**About this task:**
To answer, print the line containing "#[derive(Debug, Clone, PartialEq, Serialize, Deserialize)]" and each line after it in the listing below, exactly as they stand.

**Entries provided:**
──────────
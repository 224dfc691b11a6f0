//! Structured logging initialization.

use crate::error::{TelemetryError, TelemetryResult};
use tracing_subscriber::{fmt, layer::SubscriberExt, util::SubscriberInitExt, EnvFilter};

/// Initialize structured logging.
///
/// JSON output when `RUST_ENV=production`, pretty output otherwise.
/// `RUST_LOG` overrides the default filter. Fails if a global
/// subscriber is already installed.
pub fn init_logging() -> TelemetryResult<()> {
    let env_filter = EnvFilter::try_from_default_env()
        .unwrap_or_else(|_| EnvFilter::new("info,stockbook=debug"));

    let is_production = std::env::var("RUST_ENV")
        .map(|v| v == "production")
        .unwrap_or(false);

    let result = if is_production {
        tracing_subscriber::registry()
            .with(env_filter)
            .with(
                fmt::layer()
                    .json()
                    .with_current_span(true)
                    .with_span_list(true),
            )
            .try_init()
    } else {
        tracing_subscriber::registry()
            .with(env_filter)
            .with(
                fmt::layer()
                    .pretty()
                    .with_target(true)
                    .with_thread_names(true),
            )
            .try_init()
    };
    result.map_err(|e| TelemetryError::LoggingInit(e.to_string()))
}
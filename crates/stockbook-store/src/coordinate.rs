//! Space-time coordinate of a balance record.

use chrono::NaiveDate;
use serde::{Deserialize, Serialize};
use std::fmt;
use stockbook_core::{PositionCode, ProductRef};

/// Coordinate identifying at most one `Quant`.
///
/// - `position`: WHERE (space) — `None` means unspecified.
/// - `target_date`: WHEN (time) — `None` means physical,
///   already-produced stock; a date means planned production.
/// - `batch`: lot label, empty when untracked.
#[derive(Debug, Clone, PartialEq, Eq, Hash, Serialize, Deserialize)]
pub struct Coordinate {
    pub product: ProductRef,
    pub position: Option<PositionCode>,
    pub target_date: Option<NaiveDate>,
    pub batch: String,
}

impl Coordinate {
    pub fn new(
        product: ProductRef,
        position: Option<PositionCode>,
        target_date: Option<NaiveDate>,
        batch: impl Into<String>,
    ) -> Self {
        Self {
            product,
            position,
            target_date,
            batch: batch.into(),
        }
    }

    /// Physical stock at a position (no target date, no batch).
    pub fn physical(product: ProductRef, position: Option<PositionCode>) -> Self {
        Self::new(product, position, None, "")
    }

    /// Planned production for a date (no position, no batch).
    pub fn planned(product: ProductRef, target_date: NaiveDate) -> Self {
        Self::new(product, None, Some(target_date), "")
    }

    /// Same coordinate with a batch label.
    #[must_use]
    pub fn with_batch(mut self, batch: impl Into<String>) -> Self {
        self.batch = batch.into();
        self
    }

    /// Planned (future-dated) coordinate?
    pub fn is_planned(&self) -> bool {
        self.target_date.is_some()
    }
}

impl fmt::Display for Coordinate {
    fn fmt(&self, f: &mut fmt::Formatter<'_>) -> fmt::Result {
        let pos = self
            .position
            .as_ref()
            .map(|p| p.as_str())
            .unwrap_or("?");
        write!(f, "{} [{}", self.product, pos)?;
        if let Some(d) = self.target_date {
            write!(f, "@{d}")?;
        }
        if !self.batch.is_empty() {
            write!(f, "#{}", self.batch)?;
        }
        write!(f, "]")
    }
}
//! Batch — lot traceability for products with expiry.
//!
//! A batch groups stock by production lot; quants reference it through
//! the coordinate's batch label (`Batch.code == Coordinate.batch`).
//! Enables per-lot expiry tracking, supplier traceability and recall
//! queries ("find all stock from lot X").

use chrono::{DateTime, NaiveDate, Utc};
use serde::{Deserialize, Serialize};
use stockbook_core::ProductRef;

/// Production lot of a product.
#[derive(Debug, Clone, PartialEq, Serialize, Deserialize)]
pub struct Batch {
    /// Unique lot code, used as the quant coordinate's batch label.
    pub code: String,
    /// Product this lot belongs to.
    pub product: ProductRef,
    /// Date the lot was produced.
    pub production_date: NaiveDate,
    /// Per-lot expiry; `None` = governed only by product shelf life.
    pub expiry_date: Option<NaiveDate>,
    /// Supplier that delivered the lot, when externally sourced.
    pub supplier: Option<String>,
    /// Registration timestamp.
    pub created_at: DateTime<Utc>,
}

impl Batch {
    pub fn new(
        code: impl Into<String>,
        product: ProductRef,
        production_date: NaiveDate,
    ) -> Self {
        Self {
            code: code.into(),
            product,
            production_date,
            expiry_date: None,
            supplier: None,
            created_at: Utc::now(),
        }
    }

    /// Set the lot expiry date.
    #[must_use]
    pub fn expiring(mut self, expiry_date: NaiveDate) -> Self {
        self.expiry_date = Some(expiry_date);
        self
    }

    /// Set the supplier label.
    #[must_use]
    pub fn from_supplier(mut self, supplier: impl Into<String>) -> Self {
        self.supplier = Some(supplier.into());
        self
    }

    /// Past its expiry date on the given day?
    pub fn is_expired(&self, on: NaiveDate) -> bool {
        match self.expiry_date {
            Some(expiry) => expiry < on,
            None => false,
        }
    }
}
──────────
**Task output:**
#[derive(Debug, Clone, PartialEq, Serialize, Deserialize)]
pub struct Batch {
    /// Unique lot code, used as the quant coordinate's batch label.
    pub code: String,
    /// Product this lot belongs to.
    pub product: ProductRef,
    /// Date the lot was produced.
    pub production_date: NaiveDate,
    /// Per-lot expiry; `None` = governed only by product shelf life.
    pub expiry_date: Option<NaiveDate>,
    /// Supplier that delivered the lot, when externally sourced.
    pub supplier: Option<String>,
    /// Registration timestamp.
    pub created_at: DateTime<Utc>,
}

impl Batch {
    pub fn new(
        code: impl Into<String>,
        product: ProductRef,
        production_date: NaiveDate,
    ) -> Self {
        Self {
            code: code.into(),
            product,
            production_date,
            expiry_date: None,
            supplier: None,
            created_at: Utc::now(),
        }
    }

    /// Set the lot expiry date.
    #[must_use]
    pub fn expiring(mut self, expiry_date: NaiveDate) -> Self {
        self.expiry_date = Some(expiry_date);
        self
    }

    /// Set the supplier label.
    #[must_use]
    pub fn from_supplier(mut self, supplier: impl Into<String>) -> Self {
        self.supplier = Some(supplier.into());
        self
    }

    /// Past its expiry date on the given day?
    pub fn is_expired(&self, on: NaiveDate) -> bool {
        match self.expiry_date {
            Some(expiry) => expiry < on,
            None => false,
        }
    }
}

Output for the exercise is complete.